Top K Frequent Elements

Problem

Given an integer array nums and an integer k, return the k most frequent elements within the array.

The test cases are generated such that the answer is always unique.

You may return the output in any order.

Examples

Example 1:

Input: nums = [1,2,2,3,3,3], k = 2

Output: [2,3]

Example 2:

Input: nums = [7,7], k = 1

Output: [7]

Constraints

  • 1 <= nums.length <= 10^4.
  • -1000 <= nums[i] <= 1000
  • 1 <= k <= number of distinct elements in nums.

You should aim for a solution with O(n) time and O(n) space, where n is the size of the input array.

Solution

One solution is to map frequencies of each num, then create vector of those with same frequency. Lots of small allocations.

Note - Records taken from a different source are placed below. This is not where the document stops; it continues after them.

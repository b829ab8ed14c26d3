//! Configuration file discovery and loading.

use crate::error::{ConfigError, Result};
use crate::types::RelxConfig;
use crate::validate::Validator;
use directories::ProjectDirs;
use std::fmt;
use std::path::{Path, PathBuf};
use tracing::{debug, warn};

/// Environment variable naming an explicit configuration file.
pub const CONFIG_ENV_VAR: &str = "RELX_CONFIG_FILE";

/// File name looked up in the user and system configuration directories.
pub const CONFIG_FILE_NAME: &str = "config.json";

/// System-wide configuration directory.
#[cfg(unix)]
pub const SYSTEM_CONFIG_DIR: &str = "/etc/relx";
/// System-wide configuration directory.
#[cfg(not(unix))]
pub const SYSTEM_CONFIG_DIR: &str = "C:\\ProgramData\\relx";

/// Where a configuration came from.
#[derive(Debug, Clone, PartialEq, Eq)]
pub enum ConfigSource {
    /// `--config` command-line flag.
    Cli(PathBuf),
    /// [`CONFIG_ENV_VAR`].
    Env(PathBuf),
    /// User configuration directory.
    User(PathBuf),
    /// System configuration directory.
    System(PathBuf),
    /// Nothing found; built-in defaults.
    Defaults,
}

impl ConfigSource {
    /// File backing this source.
    #[must_use]
    pub fn path(&self) -> Option<&Path> {
        match self {
            Self::Cli(p) | Self::Env(p) | Self::User(p) | Self::System(p) => Some(p),
            Self::Defaults => None,
        }
    }
}

impl fmt::Display for ConfigSource {
    fn fmt(&self, f: &mut fmt::Formatter<'_>) -> fmt::Result {
        match self {
            Self::Cli(p) => write!(f, "{} (--config)", p.display()),
            Self::Env(p) => write!(f, "{} (${CONFIG_ENV_VAR})", p.display()),
            Self::User(p) | Self::System(p) => write!(f, "{}", p.display()),
            Self::Defaults => f.write_str("built-in defaults"),
        }
    }
}

/// Finds and loads the configuration file.
///
/// Locations are searched in order and the first existing file wins:
///
/// 1. the `--config` path
/// 2. `$RELX_CONFIG_FILE`
/// 3. `<user config dir>/relx/config.json`
/// 4. `/etc/relx/config.json`
#[derive(Debug, Clone, Default)]
pub struct ConfigLoader {
    cli_path: Option<PathBuf>,
    env_path: Option<PathBuf>,
    user_dir: Option<PathBuf>,
    system_dir: Option<PathBuf>,
}

impl ConfigLoader {
    /// Loader reading the environment and the platform's standard directories.
    #[must_use]
    pub fn new() -> Self {
        let env_path = std::env::var_os(CONFIG_ENV_VAR)
            .filter(|v| !v.is_empty())
            .map(PathBuf::from);
        let user_dir =
            ProjectDirs::from("", "", "relx").map(|dirs| dirs.config_dir().to_path_buf());

        Self {
            cli_path: None,
            env_path,
            user_dir,
            system_dir: Some(PathBuf::from(SYSTEM_CONFIG_DIR)),
        }
    }

    /// Loader that only consults explicitly provided locations.
    #[must_use]
    pub fn empty() -> Self {
        Self::default()
    }

    /// Set the `--config` path.
    #[must_use]
    pub fn with_cli_path(mut self, path: Option<PathBuf>) -> Self {
        self.cli_path = path;
        self
    }

    /// Override the environment-provided path.
    #[must_use]
    pub fn with_env_path(mut self, path: Option<PathBuf>) -> Self {
        self.env_path = path;
        self
    }

    /// Override the user configuration directory.
    #[must_use]
    pub fn with_user_dir(mut self, dir: Option<PathBuf>) -> Self {
        self.user_dir = dir;
        self
    }

    /// Override the system configuration directory.
    #[must_use]
    pub fn with_system_dir(mut self, dir: Option<PathBuf>) -> Self {
        self.system_dir = dir;
        self
    }

    /// Candidate sources in search order.
    #[must_use]
    pub fn candidates(&self) -> Vec<ConfigSource> {
        let mut candidates = Vec::with_capacity(4);
        if let Some(p) = &self.cli_path {
            candidates.push(ConfigSource::Cli(p.clone()));
        }
        if let Some(p) = &self.env_path {
            candidates.push(ConfigSource::Env(p.clone()));
        }
        if let Some(d) = &self.user_dir {
            candidates.push(ConfigSource::User(d.join(CONFIG_FILE_NAME)));
        }
        if let Some(d) = &self.system_dir {
            candidates.push(ConfigSource::System(d.join(CONFIG_FILE_NAME)));
        }
        candidates
    }

    /// First candidate whose file exists.
    ///
    /// # Errors
    /// Returns [`ConfigError::NotFound`] when no candidate exists.
    pub fn find(&self) -> Result<ConfigSource> {
        let candidates = self.candidates();

        for candidate in &candidates {
            if let Some(path) = candidate.path() {
                if path.is_file() {
                    debug!(source = %candidate, "found config file");
                    return Ok(candidate.clone());
                }
                debug!(path = %path.display(), "config file not present");
            }
        }

        Err(ConfigError::NotFound {
            searched: candidates
                .iter()
                .filter_map(|c| c.path().map(Path::to_path_buf))
                .collect(),
        })
    }

    /// Find, load and validate the configuration.
    ///
    /// # Errors
    /// Returns error if no file exists, or the file found cannot be read,
    /// parsed or validated.
    pub fn resolve(&self) -> Result<(RelxConfig, ConfigSource)> {
        let source = self.find()?;
        let path = source.path().ok_or_else(|| ConfigError::NotFound {
            searched: Vec::new(),
        })?;
        let config = load_file(path)?;
        Ok((config, source))
    }

    /// Like [`ConfigLoader::resolve`], falling back to defaults when no file
    /// exists. Unreadable or invalid files are still errors.
    ///
    /// # Errors
    /// Returns error if the file found cannot be read, parsed or validated.
    pub fn resolve_or_default(&self) -> Result<(RelxConfig, ConfigSource)> {
        match self.resolve() {
            Err(e) if e.is_not_found() => Ok((RelxConfig::default(), ConfigSource::Defaults)),
            other => other,
        }
    }
}

/// Load, normalize and validate a configuration file.
///
/// Validation warnings are logged; validation errors fail the load.
///
/// # Errors
/// Returns error if the file cannot be read, parsed or validated.
pub fn load_file(path: &Path) -> Result<RelxConfig> {
    let content = std::fs::read_to_string(path).map_err(|e| ConfigError::io(path, &e))?;
    parse_str(&content).map_err(|e| match e {
        ConfigError::Parse { message, .. } => ConfigError::Parse {
            path: path.to_path_buf(),
            message,
        },
        other => other,
    })
}

/// Parse, normalize and validate configuration JSON.
///
/// # Errors
/// Returns error if the JSON is malformed or fails validation.
pub fn parse_str(content: &str) -> Result<RelxConfig> {
    let config: RelxConfig = sonic_rs::from_str(content).map_err(|e| ConfigError::Parse {
        path: PathBuf::new(),
        message: e.to_string(),
    })?;
    let config = config.normalized();

    let result = Validator::new().validate(&config);
    for issue in result.warnings() {
        warn!(field = %issue.field, "{}", issue.message);
    }
    result.into_result()?;

    Ok(config)
}
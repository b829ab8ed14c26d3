//! The artifact discovery pipeline.
//!
//! ```text
//! list packages -> filter packages -> enumerate binaries -> aggregate
//! ```
//!
//! A package-listing failure aborts immediately. Binary-listing failures are
//! collected and returned together once every lookup has finished.

use crate::aggregate::aggregate_with;
use crate::enumerate::enumerate;
use crate::filter::filter_packages_with_policy;
use crate::lister::{BinaryLister, PackageLister};
use crate::osc::OscClient;
use crate::{ObsError, Result};
use relx_core::{EmptyFilterPolicy, PackageFilterRule, PatternSet};
use relx_platform::OpContext;
use std::fmt;
use std::sync::Arc;
use std::time::Duration;
use tokio_util::sync::CancellationToken;
use tracing::{debug, info};

/// Default ceiling on simultaneous binary lookups.
pub const DEFAULT_CONCURRENCY_LIMIT: usize = 10;

/// Default per-call timeout.
pub const DEFAULT_OPERATION_TIMEOUT: Duration = Duration::from_secs(300);

/// Filter configuration for one pipeline.
#[derive(Debug, Clone, PartialEq, Eq)]
pub struct PipelineOptions {
    /// Ordered package rules; first match wins.
    pub package_rules: Vec<PackageFilterRule>,
    /// Globs applied to the final artifact names. Empty keeps everything.
    pub binary_patterns: Vec<String>,
    /// Maximum number of binary lookups in flight.
    pub concurrency_limit: usize,
    /// Budget for each external call.
    pub operation_timeout: Duration,
    /// What an empty `package_rules` selects.
    pub empty_filter_policy: EmptyFilterPolicy,
}

impl Default for PipelineOptions {
    fn default() -> Self {
        Self {
            package_rules: Vec::new(),
            binary_patterns: Vec::new(),
            concurrency_limit: DEFAULT_CONCURRENCY_LIMIT,
            operation_timeout: DEFAULT_OPERATION_TIMEOUT,
            empty_filter_policy: EmptyFilterPolicy::Skip,
        }
    }
}

impl PipelineOptions {
    /// Set the package rules.
    #[must_use]
    pub fn with_package_rules(mut self, rules: Vec<PackageFilterRule>) -> Self {
        self.package_rules = rules;
        self
    }

    /// Set the final artifact patterns.
    #[must_use]
    pub fn with_binary_patterns<I, S>(mut self, patterns: I) -> Self
    where
        I: IntoIterator<Item = S>,
        S: Into<String>,
    {
        self.binary_patterns = patterns.into_iter().map(Into::into).collect();
        self
    }

    /// Set the concurrency limit.
    #[must_use]
    pub const fn with_concurrency_limit(mut self, limit: usize) -> Self {
        self.concurrency_limit = limit;
        self
    }

    /// Set the per-call timeout.
    #[must_use]
    pub const fn with_operation_timeout(mut self, timeout: Duration) -> Self {
        self.operation_timeout = timeout;
        self
    }

    /// Set the empty-rule-list policy.
    #[must_use]
    pub const fn with_empty_filter_policy(mut self, policy: EmptyFilterPolicy) -> Self {
        self.empty_filter_policy = policy;
        self
    }
}

/// Discovers the artifacts of a project.
pub struct ArtifactPipeline {
    packages: Arc<dyn PackageLister>,
    binaries: Arc<dyn BinaryLister>,
    options: PipelineOptions,
    binary_patterns: PatternSet,
}

impl ArtifactPipeline {
    /// Pipeline over the given listers.
    #[must_use]
    pub fn new(
        packages: Arc<dyn PackageLister>,
        binaries: Arc<dyn BinaryLister>,
        options: PipelineOptions,
    ) -> Self {
        let binary_patterns = PatternSet::new(&options.binary_patterns);
        Self {
            packages,
            binaries,
            options,
            binary_patterns,
        }
    }

    /// Pipeline using one `osc` client for both listings.
    #[must_use]
    pub fn with_osc(client: OscClient, options: PipelineOptions) -> Self {
        let client = Arc::new(client);
        Self::new(client.clone(), client, options)
    }

    /// Filter configuration.
    #[must_use]
    pub const fn options(&self) -> &PipelineOptions {
        &self.options
    }

    /// Sorted, deduplicated artifact names of `project`.
    ///
    /// Cancelling `cancel` stops every in-flight lookup.
    ///
    /// With no package rules under [`EmptyFilterPolicy::Skip`] this returns
    /// an empty list without listing packages, so a broken `osc` setup or an
    /// unknown project is not detected in that configuration.
    ///
    /// # Errors
    /// Returns [`ObsError::ListPackages`] when the package listing fails,
    /// [`ObsError::Aggregate`] when any binary listing fails, and
    /// [`ObsError::InvalidConcurrency`] for a concurrency limit of zero.
    pub async fn list_artifacts(
        &self,
        cancel: &CancellationToken,
        project: &str,
    ) -> Result<Vec<String>> {
        if self.options.concurrency_limit == 0 {
            return Err(ObsError::InvalidConcurrency);
        }

        info!(%project, "starting artifact search");

        if self.options.package_rules.is_empty()
            && self.options.empty_filter_policy == EmptyFilterPolicy::Skip
        {
            info!("no package filter patterns configured, no packages to process");
            return Ok(Vec::new());
        }

        let ctx = OpContext::new(cancel.clone(), self.options.operation_timeout);

        let all = self
            .packages
            .list_packages(&ctx, project)
            .await
            .map_err(|e| ObsError::list_packages(project, e))?;
        debug!(%project, count = all.len(), "packages listed");

        let selected = filter_packages_with_policy(
            &all,
            &self.options.package_rules,
            self.options.empty_filter_policy,
        );
        info!(%project, count = selected.len(), "packages matching filter patterns");

        let binaries = enumerate(
            &ctx,
            project,
            &selected,
            Arc::clone(&self.binaries),
            self.options.concurrency_limit,
        )
        .await?;

        let artifacts = aggregate_with(binaries, &self.binary_patterns);
        info!(%project, count = artifacts.len(), "artifacts found");
        Ok(artifacts)
    }
}

impl fmt::Debug for ArtifactPipeline {
    fn fmt(&self, f: &mut fmt::Formatter<'_>) -> fmt::Result {
        f.debug_struct("ArtifactPipeline")
            .field("options", &self.options)
            .finish_non_exhaustive()
    }
}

If known range is small, juts use a fixed size array and sort (these are technically all constant)

class Solution {
public:
    vector<int> topKFrequent(vector<int>& nums, int k) {
        // One solution is to unordered_map<int, int> frequencies of each num,
        //   create a vector<vector<int>> which are buckets where buckets[i] stores
        //   numbers that appear exactly i times. This is pretty costly though as 
        //   we need to do a lot of small vector allocs
        // Another solution is to use the fact that we have a fixed range of numbers,
        //  -1000 <= nums[i] <= 1000, so we have 2001 distinct values and can just allocate
        //  a single array for this
        constexpr int OFFSET = 1000;
        constexpr int RANGE = 2001;
 
        std::vector<int> frequencies(RANGE, 0); // Count frequency of each number
        std::vector<int> unique_nums;
        unique_nums.reserve(RANGE); // Probably overkill
 
        // Count frequency of each num and store the unique values
        for (const auto &num : nums) {
            const auto idx = static_cast<std::size_t>(num + OFFSET);
            if (frequencies[idx] == 0) {
                unique_nums.push_back(num);
            }
            ++frequencies[idx];
        }
 
        // Here we need to sort the values by frequency, which is O(n log n) on the distinct values,
        // but there is at most 2001 distinct values which is essentially constant time
        std::ranges::sort(unique_nums, [&](int lhs, int rhs) -> bool {
            const auto idx_lhs = static_cast<std::size_t>(lhs + OFFSET);
            const auto idx_rhs = static_cast<std::size_t>(rhs + OFFSET);
            return frequencies[idx_lhs] > frequencies[idx_rhs];
        });
 
        // Get the top K values
        unique_nums.resize(static_cast<std::size_t>(k));
        return unique_nums;
    }
};